Slash your IP design cycle time with design-stage verification
IP designers are under immense pressure to deliver high-quality products quickly. A change to the design flow that pulls signoff quality verification into the implementation stage allows designers to find and fix errors in smaller, faster iterations that ultimately cut the time to tapeout significantly. Learn more about Calibre design stage verification and how it can benefit your projects by visiting the Calibre design stage verification page.
Time is a valuable asset in the fast-paced world of semiconductor design, so IC designers save time by using intellectual property (IP) in their designs. As a result, IP designers and verification engineers face constant pressure to deliver high-quality IP blocks quickly while keeping costs in check. Siemens EDA’s Calibre® platform offers a strategic shift left approach that allows teams to perform verification earlier in the IP design flow. This shift left approach reduces costs and expedites the IP design cycle while preserving confidence in the quality of the IP.
The challenges of traditional verification
In traditional verification, physical, circuit and electrical signoff happens after the design’s physical implementation is complete. For IP (either hard, soft or custom), confidence in the signoff results is of paramount importance. IP providers do not want their customers finding issues in the IP later when in the full-chip context. But the complexity of IP blocks can extend the verification timeline and increase the chances of errors. This puts immense pressure on design teams to deliver quality IP within tight timelines and increases the importance of avoiding costly rework and project delays.
Figure 1 shows a traditional IP design flow through the Calibre signoff physical verification stage. Designers create the logic and perform simulation to ensure it will meet the functional and performance requirements. The design (for hard IP) is then physically implemented either as full custom, with memory compilers or through place and route tools. The physical layout is checked against foundry design rules in a process that requires write-out and read-in of GDSII or OASIS file formats between different tool environments. Any errors found trigger a series of iterations that continue until the design is error-free.
This design and verification flow has worked well for decades, but for large and complex designs that strain engineering and compute resources and that also have faster time-to-market requirements, we need to adjust the flow to achieve greater efficiency, manage costs and reduce time-to-market while ensuring design quality and performance.
A shift-left strategy for design-stage verification
By moving verification to earlier stages of the design process, IP designers can identify and resolve issues sooner and within their physical design environments, resulting in significant cost and time savings. Key benefits include:
- Early defect detection: Identifying potential issues early on can prevent costly rework later in the design cycle.
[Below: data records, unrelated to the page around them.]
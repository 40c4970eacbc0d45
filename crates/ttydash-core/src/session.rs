//! Lifecycle of the single shared browser process.
//!
//! A [`ResourceSession`] launches the browser lazily, hands out page-scoped
//! access through [`ResourceSession::with_page`], relaunches after a crash,
//! and closes the process when released or idle.

use std::sync::Arc;
use std::sync::atomic::{AtomicUsize, Ordering};
use std::time::Duration;

use futures::future::BoxFuture;
use tokio::sync::{Mutex, Semaphore};
use tokio::time::Instant;

use crate::backoff::{BackoffConfig, LaunchBackoff};
use crate::error::AppError;
use crate::traits::{BrowserDriver, BrowserProcess, ExtractionJob, Page, PageTarget};

/// Upper bound on closing a page after extraction.
const PAGE_CLOSE_TIMEOUT: Duration = Duration::from_secs(5);

/// Upper bound on terminating the browser process.
const PROCESS_CLOSE_TIMEOUT: Duration = Duration::from_secs(10);

#[derive(Debug, Clone)]
pub struct SessionConfig {
    /// Bound on opening a page, and separately on navigation, readiness
    /// wait, settle delay and extraction.
    pub page_timeout: Duration,
    /// Bound on starting the browser process.
    pub launch_timeout: Duration,
    /// Close the process after this long without an open page. `None` disables.
    pub idle_timeout: Option<Duration>,
    /// Concurrent pages allowed on the process.
    pub max_pages: usize,
    pub backoff: BackoffConfig,
}

impl Default for SessionConfig {
    fn default() -> Self {
        Self {
            page_timeout: Duration::from_secs(30),
            launch_timeout: Duration::from_secs(30),
            idle_timeout: Some(Duration::from_secs(600)),
            max_pages: 1,
            backoff: BackoffConfig::default(),
        }
    }
}

/// Shared reference to a live browser process.
pub type SessionHandle<P> = Arc<P>;

enum SessionState<P> {
    Idle,
    Live {
        process: Arc<P>,
        last_used: Instant,
    },
    Closed,
}

/// Decrements the open-page counter when a page scope ends, including when
/// the enclosing future is dropped mid-extraction.
struct OpenPage<'a>(&'a AtomicUsize);

impl<'a> OpenPage<'a> {
    fn enter(counter: &'a AtomicUsize) -> Self {
        counter.fetch_add(1, Ordering::SeqCst);
        Self(counter)
    }
}

impl Drop for OpenPage<'_> {
    fn drop(&mut self) {
        self.0.fetch_sub(1, Ordering::SeqCst);
    }
}

pub struct ResourceSession<D: BrowserDriver> {
    id: String,
    driver: D,
    config: SessionConfig,
    state: Mutex<SessionState<D::Process>>,
    backoff: LaunchBackoff,
    page_gate: Semaphore,
    open_pages: AtomicUsize,
}

impl<D: BrowserDriver> ResourceSession<D> {
    pub fn new(driver: D, config: SessionConfig) -> Self {
        let id = format!("browser-{}", &uuid::Uuid::new_v4().to_string()[..8]);
        Self {
            backoff: LaunchBackoff::new(id.clone(), config.backoff.clone()),
            page_gate: Semaphore::new(config.max_pages.max(1)),
            id,
            driver,
            config,
            state: Mutex::new(SessionState::Idle),
            open_pages: AtomicUsize::new(0),
        }
    }

    pub fn id(&self) -> &str {
        &self.id
    }

    pub fn config(&self) -> &SessionConfig {
        &self.config
    }

    /// Returns true if a process is running and responsive.
    pub async fn is_live(&self) -> bool {
        matches!(&*self.state.lock().await, SessionState::Live { process, .. } if process.is_alive())
    }

    pub async fn is_closed(&self) -> bool {
        matches!(&*self.state.lock().await, SessionState::Closed)
    }

    /// Return the live process, launching one if none is running or the
    /// previous one died.
    pub async fn acquire(&self) -> Result<SessionHandle<D::Process>, AppError> {
        let mut state = self.state.lock().await;

        match &mut *state {
            SessionState::Closed => return Err(AppError::SessionClosed),
            SessionState::Live { process, last_used } if process.is_alive() => {
                *last_used = Instant::now();
                return Ok(Arc::clone(process));
            }
            SessionState::Live { process, .. } => {
                tracing::warn!(session = %self.id, "Browser process is gone, relaunching");
                self.close_process(process).await;
                *state = SessionState::Idle;
            }
            SessionState::Idle => {}
        }

        self.backoff.check()?;

        tracing::info!(session = %self.id, "Launching browser");
        let limit = self.config.launch_timeout;
        let launched = tokio::time::timeout(limit, self.driver.launch())
            .await
            .unwrap_or(Err(AppError::Timeout(limit.as_secs())));
        match launched {
            Ok(process) => {
                self.backoff.record_success();
                let process = Arc::new(process);
                *state = SessionState::Live {
                    process: Arc::clone(&process),
                    last_used: Instant::now(),
                };
                Ok(process)
            }
            Err(e) => {
                self.backoff.record_failure(&e);
                Err(match e {
                    AppError::LaunchFailed(_) => e,
                    other => AppError::LaunchFailed(other.to_string()),
                })
            }
        }
    }

    /// Run `job` against a fresh page.
    ///
    /// The page is closed on every exit path. Page open, navigation,
    /// readiness, extractor and timeout failures are all reported as
    /// [`AppError::ExtractionFailed`]; launch failures pass through as
    /// [`AppError::LaunchFailed`]. A process that cannot open a page is
    /// discarded so the next call relaunches.
    pub async fn with_page<J: ExtractionJob>(&self, job: &J) -> Result<Vec<J::Record>, AppError> {
        let target = job.target();

        let _permit = self
            .page_gate
            .acquire()
            .await
            .map_err(|_| AppError::SessionClosed)?;
        let _open = OpenPage::enter(&self.open_pages);

        let process = self.acquire().await?;
        let timeout = self.config.page_timeout;
        let page = match tokio::time::timeout(timeout, process.new_page()).await {
            Ok(Ok(page)) => page,
            Ok(Err(e)) => {
                if e.is_session_fatal() {
                    self.discard(&process).await;
                }
                return Err(into_extraction(&target.url, e));
            }
            Err(_) => {
                self.discard(&process).await;
                return Err(AppError::extraction(
                    &target.url,
                    format!("opening a page timed out after {}s", timeout.as_secs()),
                ));
            }
        };

        tracing::debug!(session = %self.id, job = job.name(), url = %target.url, "Page opened");

        let result = match tokio::time::timeout(timeout, drive_page(&page, job, &target)).await {
            Ok(Ok(records)) => Ok(records),
            Ok(Err(e)) => Err(into_extraction(&target.url, e)),
            Err(_) => Err(AppError::extraction(
                &target.url,
                format!("timed out after {}s", timeout.as_secs()),
            )),
        };

        match tokio::time::timeout(PAGE_CLOSE_TIMEOUT, page.close()).await {
            Ok(Ok(())) => {}
            Ok(Err(e)) => tracing::debug!(session = %self.id, error = %e, "Page close failed"),
            Err(_) => tracing::debug!(session = %self.id, "Page close timed out"),
        }

        self.touch().await;
        result
    }

    async fn touch(&self) {
        if let SessionState::Live { last_used, .. } = &mut *self.state.lock().await {
            *last_used = Instant::now();
        }
    }

    /// Drop `process` if it is still the live one, so the next call relaunches.
    async fn discard(&self, process: &Arc<D::Process>) {
        {
            let mut state = self.state.lock().await;
            let current = matches!(
                &*state,
                SessionState::Live { process: live, .. } if Arc::ptr_eq(live, process)
            );
            if !current {
                return;
            }
            *state = SessionState::Idle;
        }
        tracing::warn!(session = %self.id, "Browser cannot open pages, discarding it");
        self.close_process(process).await;
    }

    /// Close `process` within [`PROCESS_CLOSE_TIMEOUT`]. Returns true on a
    /// clean close.
    async fn close_process(&self, process: &D::Process) -> bool {
        match tokio::time::timeout(PROCESS_CLOSE_TIMEOUT, process.close()).await {
            Ok(Ok(())) => true,
            Ok(Err(e)) => {
                tracing::warn!(session = %self.id, error = %e, "Browser close failed");
                false
            }
            Err(_) => {
                tracing::warn!(
                    session = %self.id,
                    timeout_secs = PROCESS_CLOSE_TIMEOUT.as_secs(),
                    "Browser close timed out"
                );
                false
            }
        }
    }

    /// Terminate the process and mark the session closed. Idempotent.
    pub async fn release(&self) {
        let previous = {
            let mut state = self.state.lock().await;
            std::mem::replace(&mut *state, SessionState::Closed)
        };
        self.page_gate.close();

        if let SessionState::Live { process, .. } = previous
            && self.close_process(&process).await
        {
            tracing::info!(session = %self.id, "Browser closed");
        }
    }

    /// Close a live process that has had no open page for longer than the
    /// idle timeout. Returns true if a process was closed.
    pub async fn reap_idle(&self) -> bool {
        let Some(idle_timeout) = self.config.idle_timeout else {
            return false;
        };

        let process = {
            let mut state = self.state.lock().await;
            let idle = matches!(
                &*state,
                SessionState::Live { last_used, .. } if last_used.elapsed() >= idle_timeout
            );
            if !idle || self.open_pages.load(Ordering::SeqCst) > 0 {
                return false;
            }
            match std::mem::replace(&mut *state, SessionState::Idle) {
                SessionState::Live { process, .. } => process,
                _ => return false,
            }
        };

        tracing::info!(
            session = %self.id,
            idle_secs = idle_timeout.as_secs(),
            "Closing idle browser"
        );
        self.close_process(&process).await;
        true
    }
}

async fn drive_page<P: Page, J: ExtractionJob>(
    page: &P,
    job: &J,
    target: &PageTarget,
) -> Result<Vec<J::Record>, AppError> {
    page.navigate(&target.url).await?;
    if let Some(selector) = &target.ready_selector {
        page.wait_for_selector(selector).await?;
    }
    if !target.settle.is_zero() {
        tokio::time::sleep(target.settle).await;
    }
    job.run(page).await
}

fn into_extraction(url: &str, error: AppError) -> AppError {
    match error {
        AppError::ExtractionFailed { .. } => error,
        other => AppError::extraction(url, other),
    }
}

/// Object-safe view of a long-lived resource owned by the coordinator.
pub trait ManagedResource: Send + Sync {
    fn name(&self) -> &str;

    /// Close the underlying process if it has been idle too long.
    fn reap_idle(&self) -> BoxFuture<'_, bool>;

    fn release(&self) -> BoxFuture<'_, ()>;
}

impl<D: BrowserDriver> ManagedResource for ResourceSession<D> {
    fn name(&self) -> &str {
        self.id()
    }

    fn reap_idle(&self) -> BoxFuture<'_, bool> {
        Box::pin(ResourceSession::reap_idle(self))
    }

    fn release(&self) -> BoxFuture<'_, ()> {
        Box::pin(ResourceSession::release(self))
    }
}
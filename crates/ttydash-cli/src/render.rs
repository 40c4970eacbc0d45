//! Styled text for panel and media snapshots.
//!
//! Pure functions turn snapshots into ratatui [`Line`]s; laying them out on
//! screen is the job of [`crate::ui`].

use chrono::{DateTime, Local, Utc};
use ratatui::style::{Color, Stylize};
use ratatui::text::{Line, Span};

use ttydash_core::media::MediaSnapshot;
use ttydash_core::{
    PanelSnapshot, Records, SpoonsPub, StationStatus, TrainDeparture, TubeLineStatus,
};

const DESTINATION_WIDTH: usize = 27;
const DELAY_REASON_WIDTH: usize = 60;
const MAX_DELAY_NOTES: usize = 3;
const MAX_FACILITIES: usize = 3;

/// Display switches taken from the dashboard configuration.
#[derive(Debug, Clone, Copy, Default)]
pub struct RenderOptions {
    /// ASCII glyphs and named colors for Linux consoles.
    pub tty: bool,
    pub show_description: bool,
    pub max_departures: usize,
}

impl RenderOptions {
    fn glyph<'a>(&self, fancy: &'a str, plain: &'a str) -> &'a str {
        if self.tty { plain } else { fancy }
    }

    fn spinner(&self) -> &'static str {
        self.glyph("⠋", "*")
    }
}

struct LineColor {
    name: &'static str,
    rgb: (u8, u8, u8),
    named: Color,
}

const LINE_COLORS: &[LineColor] = &[
    LineColor { name: "Bakerloo", rgb: (0xB3, 0x63, 0x05), named: Color::Yellow },
    LineColor { name: "Central", rgb: (0xE3, 0x20, 0x17), named: Color::LightRed },
    LineColor { name: "Circle", rgb: (0xFF, 0xD3, 0x00), named: Color::LightYellow },
    LineColor { name: "District", rgb: (0x00, 0x78, 0x2A), named: Color::Green },
    LineColor { name: "Elizabeth", rgb: (0x69, 0x50, 0xA1), named: Color::Magenta },
    LineColor { name: "Hammersmith & City", rgb: (0xF3, 0xA9, 0xBB), named: Color::LightMagenta },
    LineColor { name: "Jubilee", rgb: (0xA0, 0xA5, 0xA9), named: Color::Gray },
    LineColor { name: "Metropolitan", rgb: (0x9B, 0x00, 0x56), named: Color::Magenta },
    LineColor { name: "Northern", rgb: (0x00, 0x00, 0x00), named: Color::DarkGray },
    LineColor { name: "Piccadilly", rgb: (0x00, 0x36, 0x88), named: Color::Blue },
    LineColor { name: "Victoria", rgb: (0x00, 0x98, 0xD4), named: Color::LightCyan },
    LineColor { name: "Waterloo & City", rgb: (0x95, 0xCD, 0xBA), named: Color::Cyan },
    LineColor { name: "DLR", rgb: (0x00, 0xA4, 0xA7), named: Color::Cyan },
    LineColor { name: "London Overground", rgb: (0xEE, 0x7C, 0x0E), named: Color::Yellow },
    LineColor { name: "London Trams", rgb: (0x84, 0xB8, 0x17), named: Color::LightGreen },
    LineColor { name: "Emirates Cable Car", rgb: (0xE2, 0x18, 0x36), named: Color::LightRed },
];

pub fn line_color(line_name: &str, tty: bool) -> Color {
    match LINE_COLORS.iter().find(|c| c.name == line_name) {
        Some(c) if tty => c.named,
        Some(LineColor { rgb: (r, g, b), .. }) => Color::Rgb(*r, *g, *b),
        None => Color::White,
    }
}

pub fn status_color(severity: &str) -> Color {
    let severity = severity.to_lowercase();
    if severity.contains("good service") {
        Color::Green
    } else if severity.contains("minor delays") {
        Color::Yellow
    } else if ["severe delays", "part closure", "part suspended", "closed", "suspended"]
        .iter()
        .any(|s| severity.contains(s))
    {
        Color::Red
    } else {
        Color::White
    }
}

/// Cut `text` to `max` characters, marking the cut with `...`.
pub fn truncate(text: &str, max: usize) -> String {
    if text.chars().count() > max {
        let cut: String = text.chars().take(max).collect();
        format!("{cut}...")
    } else {
        text.to_string()
    }
}

fn span(text: impl Into<String>) -> Span<'static> {
    Span::raw(text.into())
}

fn padded(text: &str, width: usize) -> String {
    format!("{text:<width$}")
}

fn local_time(at: DateTime<Utc>) -> String {
    at.with_timezone(&Local).format("%H:%M:%S").to_string()
}

/// `putney` to `Putney`, `clapham-junction` to `Clapham Junction`.
pub fn station_title(slug: &str) -> String {
    slug.split(['-', '_', ' '])
        .filter(|w| !w.is_empty())
        .map(|w| {
            let mut chars = w.chars();
            match chars.next() {
                Some(first) => first.to_uppercase().chain(chars).collect(),
                None => String::new(),
            }
        })
        .collect::<Vec<_>>()
        .join(" ")
}

/// Header, loading and error states shared by every panel.
fn panel_frame(
    snapshot: &PanelSnapshot,
    title: Span<'static>,
    updated_label: &str,
    loading: [&str; 2],
    opts: &RenderOptions,
    body: impl FnOnce(&Records) -> Vec<Line<'static>>,
) -> Vec<Line<'static>> {
    let mut header = vec![title];
    if let Some(at) = snapshot.last_updated {
        header.push(span("  "));
        header.push(
            span(format!(
                "{updated_label}: {} - {}s",
                local_time(at),
                snapshot.seconds_until_next_refresh
            ))
            .dim(),
        );
    }
    let mut lines = vec![Line::from(header), Line::default()];

    if snapshot.awaiting_first_data() {
        lines.push(span(loading[0]).fg(Color::Cyan).into());
        lines.push(span(format!("{} {}", opts.spinner(), loading[1])).dim().into());
        return lines;
    }

    if let Some(records) = snapshot.records() {
        lines.extend(body(records));
    }
    if let Some(error) = &snapshot.last_error {
        lines.push(span(format!("Error: {error}")).fg(Color::Red).into());
    }
    lines
}

pub fn tfl_panel(snapshot: &PanelSnapshot, opts: &RenderOptions) -> Vec<Line<'static>> {
    let title = format!("{}TFL Tube Status", opts.glyph("🚇 ", ""));
    panel_frame(
        snapshot,
        span(title).fg(Color::Cyan).bold(),
        "Last updated",
        ["Loading tube status...", "Fetching data from TFL..."],
        opts,
        |records| records_body(records, opts),
    )
}

pub fn departures_panel(snapshot: &PanelSnapshot, station: &str, opts: &RenderOptions) -> Vec<Line<'static>> {
    let title = format!("{}{} Departures", opts.glyph("🚉 ", ""), station_title(station));
    panel_frame(
        snapshot,
        span(title).fg(Color::Magenta).bold(),
        "Updated",
        ["Loading departures...", "Fetching data from National Rail..."],
        opts,
        |records| records_body(records, opts),
    )
}

pub fn pubs_panel(snapshot: &PanelSnapshot, opts: &RenderOptions) -> Vec<Line<'static>> {
    let title = format!("{}Wetherspoons Near me", opts.glyph("🍺 ", ""));
    panel_frame(
        snapshot,
        span(title).fg(Color::Cyan).bold(),
        "Updated",
        ["Finding pubs...", "Searching Wetherspoons..."],
        opts,
        |records| records_body(records, opts),
    )
}

/// Render any panel by its id.
pub fn panel(snapshot: &PanelSnapshot, station: &str, opts: &RenderOptions) -> Vec<Line<'static>> {
    match snapshot.id.as_str() {
        "rail" => departures_panel(snapshot, station, opts),
        "pubs" => pubs_panel(snapshot, opts),
        _ => tfl_panel(snapshot, opts),
    }
}

/// The records without any panel chrome; also used by `scrape`.
pub fn records_body(records: &Records, opts: &RenderOptions) -> Vec<Line<'static>> {
    match records {
        Records::TubeLines(lines) => tube_lines(lines, opts),
        Records::Stations(stations) => station_statuses(stations, opts),
        Records::Departures(departures) => departures_table(departures, opts),
        Records::Pubs(pubs) => pub_list(pubs),
    }
}

fn status_entry(
    name: &str,
    marker: Color,
    severity: &str,
    routes: &[String],
    description: &str,
    opts: &RenderOptions,
) -> Vec<Line<'static>> {
    let mut lines = vec![Line::from(vec![
        span(opts.glyph("▬▬ ", "== ")).fg(marker),
        span(format!("{name}: ")).bold(),
        span(severity).fg(status_color(severity)),
    ])];
    for route in routes {
        lines.push(span(format!("  {route}")).dim().into());
    }
    if opts.show_description && !description.is_empty() {
        lines.push(span(format!("  {description}")).dim().into());
    }
    lines.push(Line::default());
    lines
}

fn tube_lines(lines: &[TubeLineStatus], opts: &RenderOptions) -> Vec<Line<'static>> {
    if lines.is_empty() {
        let check = opts.glyph(" ✓", "");
        return vec![span(format!("All lines running normally{check}")).fg(Color::Green).into()];
    }
    let mut out: Vec<Line<'static>> = lines
        .iter()
        .flat_map(|l| {
            status_entry(
                &l.line_name,
                line_color(&l.line_name, opts.tty),
                &l.status_severity,
                &l.affected_routes,
                &l.description,
                opts,
            )
        })
        .collect();
    out.push(span("Good service on all other lines").fg(Color::Green).into());
    out
}

fn station_statuses(stations: &[StationStatus], opts: &RenderOptions) -> Vec<Line<'static>> {
    if stations.is_empty() {
        return vec![span("No station disruptions").fg(Color::Green).into()];
    }
    stations
        .iter()
        .flat_map(|s| {
            status_entry(
                &s.station_name,
                Color::White,
                &s.status_severity,
                &s.affected_routes,
                &s.description,
                opts,
            )
        })
        .collect()
}

fn departures_table(departures: &[TrainDeparture], opts: &RenderOptions) -> Vec<Line<'static>> {
    if departures.is_empty() {
        return vec![span("No departures found").dim().into()];
    }

    let mut lines = vec![Line::from(vec![
        span(padded("Time", 7)).bold().dim(),
        span(padded("Destination", 30)).bold().dim(),
        span(padded("Status", 12)).bold().dim(),
        span(padded("Plat.", 6)).bold().dim(),
        span(padded("Dur.", 8)).bold().dim(),
    ])];

    for d in departures.iter().take(opts.max_departures) {
        let timing = if d.is_delayed { Color::Red } else { Color::Green };
        let status = if d.status == "On time" {
            "On time".to_string()
        } else {
            format!("{} {}", opts.glyph("→", "->"), d.expected_time)
        };
        lines.push(Line::from(vec![
            span(padded(&d.scheduled_time, 7)).fg(timing).bold(),
            span(padded(&truncate(&d.destination, DESTINATION_WIDTH), 30)),
            span(padded(&status, 12)).fg(timing),
            span(padded(&d.platform, 6)).fg(Color::Cyan),
            span(padded(&d.duration, 8)).dim(),
        ]));
    }

    let delayed: Vec<_> = departures
        .iter()
        .filter_map(|d| d.delay_reason.as_deref().map(|reason| (d, reason)))
        .take(MAX_DELAY_NOTES)
        .collect();
    if !delayed.is_empty() {
        lines.push(Line::default());
        lines.push(
            span(format!("{}Delay Information:", opts.glyph("⚠️ ", "! ")))
                .fg(Color::Yellow)
                .bold()
                .into(),
        );
        for (d, reason) in delayed {
            lines.push(span(format!("{} to {}: ", d.scheduled_time, d.destination)).fg(Color::Yellow).into());
            lines.push(span(format!("  {}", truncate(reason, DELAY_REASON_WIDTH))).dim().into());
        }
    }
    lines
}

fn pub_list(pubs: &[SpoonsPub]) -> Vec<Line<'static>> {
    if pubs.is_empty() {
        return vec![span("No Wetherspoons found in this area").fg(Color::Yellow).into()];
    }

    let mut lines = Vec::new();
    for p in pubs {
        lines.push(Line::from(vec![
            span(p.name.as_str()).fg(Color::Green).bold(),
            span(format!(" - {}", p.distance)).dim(),
        ]));
        lines.push(span(format!("  {}", p.address)).dim().into());

        let open = if p.open_status == "Open" { Color::Green } else { Color::Red };
        let mut status = vec![span(format!("  {}", p.open_status)).fg(open)];
        if !p.closing_time.is_empty() {
            status.push(span(" • "));
            status.push(span(p.closing_time.as_str()).dim());
        }
        lines.push(Line::from(status));

        if !p.facilities.is_empty() {
            let more = if p.facilities.len() > MAX_FACILITIES { "..." } else { "" };
            let shown: Vec<_> = p.facilities.iter().take(MAX_FACILITIES).map(String::as_str).collect();
            lines.push(span(format!("  Facilities: {}{more}", shown.join(", "))).dim().into());
        }
        lines.push(Line::default());
    }
    let plural = if pubs.len() == 1 { "" } else { "s" };
    lines.push(span(format!("Found {} pub{plural}", pubs.len())).dim().into());
    lines
}

pub fn media_pane(snapshot: &MediaSnapshot) -> Vec<Line<'static>> {
    let mut lines: Vec<Line<'static>> = vec![
        span("ASCII Player").fg(Color::Cyan).bold().into(),
        span(format!("Status: {}", snapshot.status)).dim().into(),
    ];
    match &snapshot.frame {
        Some(frame) => {
            lines.extend(frame.lines().map(|row| Line::raw(row.to_string())));
            lines.push(span(format!("Frame {} / {}", snapshot.frame_index + 1, snapshot.frame_count)).dim().into());
        }
        None if !snapshot.status.is_error() => lines.push(span("Loading...").dim().into()),
        None => {}
    }
    lines
}

/// The "Time now" line above the panels.
pub fn clock(now: DateTime<Local>) -> Line<'static> {
    span(format!("Time now: {}", now.format("%H:%M:%S"))).bold().into()
}

pub fn debug_footer(columns: u16, rows: u16) -> Line<'static> {
    Line::from(vec![
        span("Press 'q' or ESC to quit").dim(),
        span(format!("    Screen: {columns}x{rows}")).dim(),
    ])
}

/// Unstyled text of one line.
pub fn text(line: &Line<'_>) -> String {
    line.spans.iter().map(|s| s.content.as_ref()).collect()
}

/// Plain text of rendered lines, one string per line.
#[cfg(test)]
pub fn plain(lines: &[Line<'_>]) -> Vec<String> {
    lines.iter().map(text).collect()
}
//! Launch backoff for the browser process.
//!
//! After a failed launch, further launch attempts are rejected until a
//! cooldown elapses. Each consecutive failure multiplies the cooldown,
//! capped at a maximum; a successful launch resets it.
//!
//! ```text
//! READY --[launch fails]--> COOLING (base) --[elapsed]--> READY
//!                               |                           |
//!                               +-- next failure: base * m  |
//! READY <--------------------[launch succeeds]--------------+
//! ```

use std::sync::{Arc, Mutex};
use std::time::{Duration, Instant};

use crate::error::AppError;

#[derive(Debug, Clone)]
pub struct BackoffConfig {
    /// Cooldown after the first failure.
    pub base_cooldown: Duration,

    /// Factor applied to the cooldown for each further consecutive failure.
    pub multiplier: f32,

    pub max_cooldown: Duration,
}

impl Default for BackoffConfig {
    fn default() -> Self {
        Self {
            base_cooldown: Duration::from_secs(5),
            multiplier: 2.0,
            max_cooldown: Duration::from_secs(300),
        }
    }
}

#[derive(Debug, Default)]
struct BackoffInner {
    consecutive_failures: u32,
    last_failure: Option<Instant>,
    last_error: Option<String>,
    cooldown: Duration,
}

/// Point-in-time view for logs and status lines.
#[derive(Debug, Clone)]
pub struct BackoffStats {
    pub consecutive_failures: u32,
    pub last_error: Option<String>,
    pub retry_after: Option<Duration>,
}

/// Thread-safe launch backoff shared by clones.
#[derive(Clone)]
pub struct LaunchBackoff {
    name: String,
    config: BackoffConfig,
    inner: Arc<Mutex<BackoffInner>>,
}

impl LaunchBackoff {
    pub fn new(name: impl Into<String>, config: BackoffConfig) -> Self {
        Self {
            name: name.into(),
            config,
            inner: Arc::new(Mutex::new(BackoffInner::default())),
        }
    }

    /// Acquires the inner mutex lock, recovering from poison if necessary.
    fn lock_inner(&self) -> std::sync::MutexGuard<'_, BackoffInner> {
        self.inner.lock().unwrap_or_else(|poisoned| {
            tracing::warn!(backoff = %self.name, "Recovered from poisoned mutex");
            poisoned.into_inner()
        })
    }

    fn remaining(inner: &BackoffInner) -> Option<Duration> {
        let last = inner.last_failure?;
        let elapsed = last.elapsed();
        (elapsed < inner.cooldown).then(|| inner.cooldown - elapsed)
    }

    /// Returns `Err(LaunchFailed)` while a cooldown is running.
    pub fn check(&self) -> Result<(), AppError> {
        let stats = self.stats();
        let Some(retry_after) = stats.retry_after else {
            return Ok(());
        };
        tracing::debug!(
            backoff = %self.name,
            failures = stats.consecutive_failures,
            retry_after_secs = retry_after.as_secs(),
            "Launch suppressed"
        );
        Err(AppError::LaunchFailed(format!(
            "{} relaunch suppressed for {}s after {} failure(s): {}",
            self.name,
            retry_after.as_secs().max(1),
            stats.consecutive_failures,
            stats.last_error.as_deref().unwrap_or("unknown error")
        )))
    }

    pub fn record_success(&self) {
        let mut inner = self.lock_inner();
        if inner.consecutive_failures > 0 {
            tracing::info!(
                backoff = %self.name,
                failures = inner.consecutive_failures,
                "Launch recovered, clearing backoff"
            );
        }
        *inner = BackoffInner::default();
    }

    pub fn record_failure(&self, error: &AppError) {
        if !error.should_back_off() {
            return;
        }
        let mut inner = self.lock_inner();
        inner.consecutive_failures += 1;
        inner.cooldown = if inner.consecutive_failures == 1 {
            self.config.base_cooldown
        } else {
            std::cmp::min(
                Duration::from_secs_f32(inner.cooldown.as_secs_f32() * self.config.multiplier),
                self.config.max_cooldown,
            )
        };
        inner.last_failure = Some(Instant::now());
        inner.last_error = Some(error.to_string());
        tracing::warn!(
            backoff = %self.name,
            failures = inner.consecutive_failures,
            cooldown_secs = inner.cooldown.as_secs(),
            error = %error,
            "Launch failed, backing off"
        );
    }

    pub fn stats(&self) -> BackoffStats {
        let inner = self.lock_inner();
        BackoffStats {
            consecutive_failures: inner.consecutive_failures,
            last_error: inner.last_error.clone(),
            retry_after: Self::remaining(&inner),
        }
    }
}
- Reduced verification cycles: By integrating verification into the design process, engineers can catch issues as they arise, reducing the number of verification cycles needed.
- Improved efficiency: Automated verification capabilities streamline workflows and improve overall efficiency.
The heart of a shift left strategy takes advantage of the fact that the IC design flow is not actually a linear process of discrete steps, where one stage completes before going to the next. Many aspects of the design are in play simultaneously. Much of the process can be compared to a symphony warming up. IP is just one instrument in the symphony. The design or integration happens in parallel with multiple design processes to produce the final system-on-chip (SoC).
Maximizing ROI
IC companies that buy external IP rely on the quality and performance of that IP, so failure to meet expectations directly impacts the market success of commercial IP companies. For the IP designers, using a single foundry-trusted verification tool suite ensures design rules are checked and errors corrected consistently and with signoff-level quality at every stage of the IP design flow.
The Calibre platform from Siemens EDA is used by all major foundries to develop new technology node processes. Over 90% of semiconductor design companies use Calibre for their signoff physical verification and design optimization. With Calibre design-stage verification, IP designers have access to the same advanced verification and optimization functions, plus the underlying rule decks and engines used by the Calibre platform for signoff verification. When IP design teams perform early design stage verification with Calibre, they can have confidence that design issues will be accurately identified and corrected with signoff-quality fixes (figure 2).
Integrating design-stage verification into your IP design flow can have a profound impact on your bottom line. Here's how it helps maximize ROI:
- Faster time-to-market: Reducing verification cycles and catching issues early speeds up the overall design cycle, allowing you to deliver IP blocks more quickly.
- Lower costs: Early detection and resolution of issues save both time and money, minimizing the need for costly fixes later in the process.
- Enhanced IP quality: By verifying designs early and often, you can create higher-quality IP blocks with fewer defects, enhancing your reputation with clients.